For this triangle ABC the orthic triangles are HAC, HBC and HAB. Visually:

Clearly from the pictures and the definitions of orthocenter and segment we can conclude that segments HA, HB, and HC lie upon the three altitudes of a the triangles.

CONJECTURE - The orthocenter of a triangle made up of the orthocenter and two of the parent triangle's vertices is the third vertices of the parent triangle.

Let's examine triangle HBC, by our conjecture the orthocenter of this triangle is point A


We know the orthocenter is the intersection of three altitudes of the triangle. We know that HA lies on the altitude from A to BC therefore the line containing the altitude from H to BC is the same:

Next is construct the altitude from C to HB. We notice that angle BHC is obtuse therefore the altitude will not be on segment HB but on the line containing HB, which in fact is the altitude from B to AC.

By definition of the orthocenter we know that line BD is perpendicular to segment AC at point D. Therefore a line running from point C perpendicular to BD is also perpendicular at D. We know that D is on segment AC therefore the altitude traveling from C to line BD would also include the segment AC. Visually:

Likewise can be shown with the line containing the altitude from B to CH:

Therefore because that line AB contains side AB and line AC contains line AC and line AH contains point A we can find the intersection of the three sets easily as being point A.

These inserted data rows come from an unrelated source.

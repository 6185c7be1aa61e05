//! Frame channels: TCP for remote engines, in-memory queues for engines
//! living in the same process.
//!
//! Frames are encoded to contiguous byte buffers in both cases, so the
//! in-memory path exercises the same codec as the socket path.

use super::wire::{self, Frame};
use crate::dpf_error::{DpfError, TransportErrorKind};
use bytes::Bytes;
use log::{debug, trace};
use std::fmt;
use std::io::{BufReader, BufWriter};
use std::net::{TcpStream, ToSocketAddrs};
use std::sync::Arc;
use std::sync::mpsc::{self, Receiver, RecvTimeoutError, Sender};
use std::time::Duration;

/// Bidirectional, ordered frame pipe.
pub trait Channel: Send {
    fn send(&mut self, frame: &Frame) -> Result<(), DpfError>;

    /// Blocks for the next frame, bounded by the current timeout.
    fn recv(&mut self) -> Result<Frame, DpfError>;

    /// `None` blocks forever.
    fn set_timeout(&mut self, timeout: Option<Duration>) -> Result<(), DpfError>;
}

/// Opens new channels to one engine.
pub trait Connector: Send + Sync + fmt::Debug {
    fn connect(&self) -> Result<Box<dyn Channel>, DpfError>;

    fn address(&self) -> String;
}

// --- TCP ---

pub struct TcpChannel {
    reader: BufReader<TcpStream>,
    writer: BufWriter<TcpStream>,
    max_frame_size: usize,
}

impl TcpChannel {
    pub fn new(stream: TcpStream, max_frame_size: usize) -> Result<Self, DpfError> {
        stream.set_nodelay(true)?;
        let reader = BufReader::new(stream.try_clone()?);
        Ok(Self {
            reader,
            writer: BufWriter::new(stream),
            max_frame_size,
        })
    }
}

impl Channel for TcpChannel {
    fn send(&mut self, frame: &Frame) -> Result<(), DpfError> {
        wire::write_frame(&mut self.writer, frame, self.max_frame_size)
    }

    fn recv(&mut self) -> Result<Frame, DpfError> {
        wire::read_frame(&mut self.reader, self.max_frame_size)
    }

    fn set_timeout(&mut self, timeout: Option<Duration>) -> Result<(), DpfError> {
        self.reader.get_ref().set_read_timeout(timeout)?;
        self.writer.get_ref().set_write_timeout(timeout)?;
        Ok(())
    }
}

#[derive(Debug, Clone)]
pub struct TcpConnector {
    address: String,
    timeout: Option<Duration>,
    max_frame_size: usize,
}

impl TcpConnector {
    pub fn new(address: impl Into<String>, timeout: Option<Duration>, max_frame_size: usize) -> Self {
        Self {
            address: address.into(),
            timeout,
            max_frame_size,
        }
    }
}

impl Connector for TcpConnector {
    fn connect(&self) -> Result<Box<dyn Channel>, DpfError> {
        debug!("tcp connect to {}", self.address);
        let addr = self
            .address
            .to_socket_addrs()?
            .next()
            .ok_or_else(|| {
                DpfError::transport(
                    TransportErrorKind::Unavailable,
                    format!("`{}` resolves to no address", self.address),
                )
            })?;
        let stream = match self.timeout {
            Some(t) => TcpStream::connect_timeout(&addr, t)?,
            None => TcpStream::connect(addr)?,
        };
        let mut ch = TcpChannel::new(stream, self.max_frame_size)?;
        ch.set_timeout(self.timeout)?;
        Ok(Box::new(ch))
    }

    fn address(&self) -> String {
        self.address.clone()
    }
}

// --- in-memory ---

/// One end of an in-process frame pipe.
pub struct MemoryChannel {
    tx: Sender<Bytes>,
    rx: Receiver<Bytes>,
    timeout: Option<Duration>,
    max_frame_size: usize,
}

/// Two connected ends.
pub fn memory_pair(max_frame_size: usize) -> (MemoryChannel, MemoryChannel) {
    let (a_tx, b_rx) = mpsc::channel();
    let (b_tx, a_rx) = mpsc::channel();
    let a = MemoryChannel {
        tx: a_tx,
        rx: a_rx,
        timeout: None,
        max_frame_size,
    };
    let b = MemoryChannel {
        tx: b_tx,
        rx: b_rx,
        timeout: None,
        max_frame_size,
    };
    (a, b)
}

fn closed() -> DpfError {
    DpfError::transport(TransportErrorKind::Unavailable, "channel closed by peer")
}

impl Channel for MemoryChannel {
    fn send(&mut self, frame: &Frame) -> Result<(), DpfError> {
        let bytes = wire::encode(frame, self.max_frame_size)?;
        trace!("memory send tag={} len={}", frame.tag(), bytes.len());
        self.tx.send(bytes).map_err(|_| closed())
    }

    fn recv(&mut self) -> Result<Frame, DpfError> {
        let bytes = match self.timeout {
            Some(t) => self.rx.recv_timeout(t).map_err(|e| match e {
                RecvTimeoutError::Timeout => DpfError::transport(
                    TransportErrorKind::Timeout,
                    format!("no frame within {t:?}"),
                ),
                RecvTimeoutError::Disconnected => closed(),
            })?,
            None => self.rx.recv().map_err(|_| closed())?,
        };
        wire::decode(&bytes, self.max_frame_size)
    }

    fn set_timeout(&mut self, timeout: Option<Duration>) -> Result<(), DpfError> {
        self.timeout = timeout;
        Ok(())
    }
}

type Acceptor = Arc<dyn Fn(MemoryChannel) + Send + Sync>;

/// Connector handing the far end of every new pipe to an acceptor
/// (typically a serving thread spawner).
#[derive(Clone)]
pub struct MemoryConnector {
    address: String,
    timeout: Option<Duration>,
    max_frame_size: usize,
    accept: Acceptor,
}

impl MemoryConnector {
    pub fn new<F>(address: impl Into<String>, timeout: Option<Duration>, max_frame_size: usize, accept: F) -> Self
    where
        F: Fn(MemoryChannel) + Send + Sync + 'static,
    {
        Self {
            address: address.into(),
            timeout,
            max_frame_size,
            accept: Arc::new(accept),
        }
    }
}

impl fmt::Debug for MemoryConnector {
    fn fmt(&self, f: &mut fmt::Formatter<'_>) -> fmt::Result {
        f.debug_struct("MemoryConnector")
            .field("address", &self.address)
            .field("timeout", &self.timeout)
            .finish()
    }
}

impl Connector for MemoryConnector {
    fn connect(&self) -> Result<Box<dyn Channel>, DpfError> {
        let (mut client, server) = memory_pair(self.max_frame_size);
        client.set_timeout(self.timeout)?;
        (self.accept)(server);
        Ok(Box::new(client))
    }

    fn address(&self) -> String {
        self.address.clone()
    }
}

#[cfg(test)]
mod tests {
    use super::*;

    #[test]
    fn memory_pair_round_trip() {
        let (mut a, mut b) = memory_pair(1 << 20);
        a.send(&Frame::UploadEnd).unwrap();
        assert_eq!(b.recv().unwrap(), Frame::UploadEnd);
    }

    #[test]
    fn timeout_and_disconnect_map_to_transport_kinds() {
        let (mut a, b) = memory_pair(1 << 20);
        a.set_timeout(Some(Duration::from_millis(5))).unwrap();
        match a.recv() {
            Err(DpfError::Transport { kind, .. }) => assert_eq!(kind, TransportErrorKind::Timeout),
            other => panic!("unexpected {other:?}"),
        }
        drop(b);
        match a.recv() {
            Err(DpfError::Transport { kind, .. }) => assert_eq!(kind, TransportErrorKind::Unavailable),
            other => panic!("unexpected {other:?}"),
        }
    }
}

Proving the other two orthocenters goes along accordingly with the first proof.

Now since we have proved this it is should be clear that the orthocenters to the three smaller triangles are so:

For GSP 4.0 Users - To manipulate the picture Click Here

Circumcircles of the Four Triangles

The circumcircle of a triangle if the circle that touches a triangle only at it's three vertices. To find the center of the circumcircle of a triangle (known as the circumcenter) one must find the point of intersection of the perpendicular bisectors of the three sides.

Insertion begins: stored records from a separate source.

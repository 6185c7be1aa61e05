//! Field value kinds and the one-shot field summary.

use crate::transport::call::EntityKind;
use serde::{Deserialize, Serialize};

/// Element type stored by a field.
#[derive(Debug, Clone, PartialEq, Eq, Hash, Serialize, Deserialize)]
pub enum FieldValueKind {
    Double,
    Int,
    String,
    /// User type of `unitary_size` bytes, opaque to the engine.
    Custom { unitary_size: u32, type_name: String },
}

impl FieldValueKind {
    pub fn entity(&self) -> EntityKind {
        match self {
            FieldValueKind::Double => EntityKind::Field,
            FieldValueKind::Int => EntityKind::PropertyField,
            FieldValueKind::String => EntityKind::StringField,
            FieldValueKind::Custom { .. } => EntityKind::CustomTypeField,
        }
    }

    /// Bytes per element (strings report 0).
    pub fn unitary_size(&self) -> usize {
        match self {
            FieldValueKind::Double => 8,
            FieldValueKind::Int => 4,
            FieldValueKind::String => 0,
            FieldValueKind::Custom { unitary_size, .. } => *unitary_size as usize,
        }
    }

    pub fn type_name(&self) -> &str {
        match self {
            FieldValueKind::Double => "double",
            FieldValueKind::Int => "int32",
            FieldValueKind::String => "string",
            FieldValueKind::Custom { type_name, .. } => type_name,
        }
    }
}

/// Shape summary of a field, fetched in a single round trip.
#[derive(Debug, Clone, PartialEq, Eq, Serialize, Deserialize)]
pub struct FieldInfo {
    pub value_kind: FieldValueKind,
    pub n_components: usize,
    /// Number of stored values (units for custom fields).
    pub data_size: usize,
    /// Number of entities in the scoping.
    pub size: usize,
    pub has_data_pointer: bool,
}

impl FieldInfo {
    pub fn unitary_size(&self) -> usize {
        self.value_kind.unitary_size()
    }

    pub fn type_name(&self) -> &str {
        self.value_kind.type_name()
    }

    /// Number of entities that carry data.
    pub fn n_elementary_data(&self) -> usize {
        if self.n_components == 0 {
            0
        } else {
            self.data_size / self.n_components
        }
    }
}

Circumcircle of triangle ABC with a center labeled C1

Circumcircle of triangle HBC - center C2

Circumcircle of triangle HAC - center C3

Circumcircle of triangle HAB - center C4

GSP 4.0 Users - To manipulate the figure Click Here

CONJECTURE - All four circles have the same area

To show this we must prove that the radius of each circle are equal to that of the other three.

Though this is not a proof we can use the Measure feature to check the areas

We see that numerically for this situation our conjecture is correct but let's see if we can prove it: Let's try to prove circles C4 and C3 have the congruent radii.

We will focus on just circles C4 and C3 so for the time being we will hide circles C1 and C2.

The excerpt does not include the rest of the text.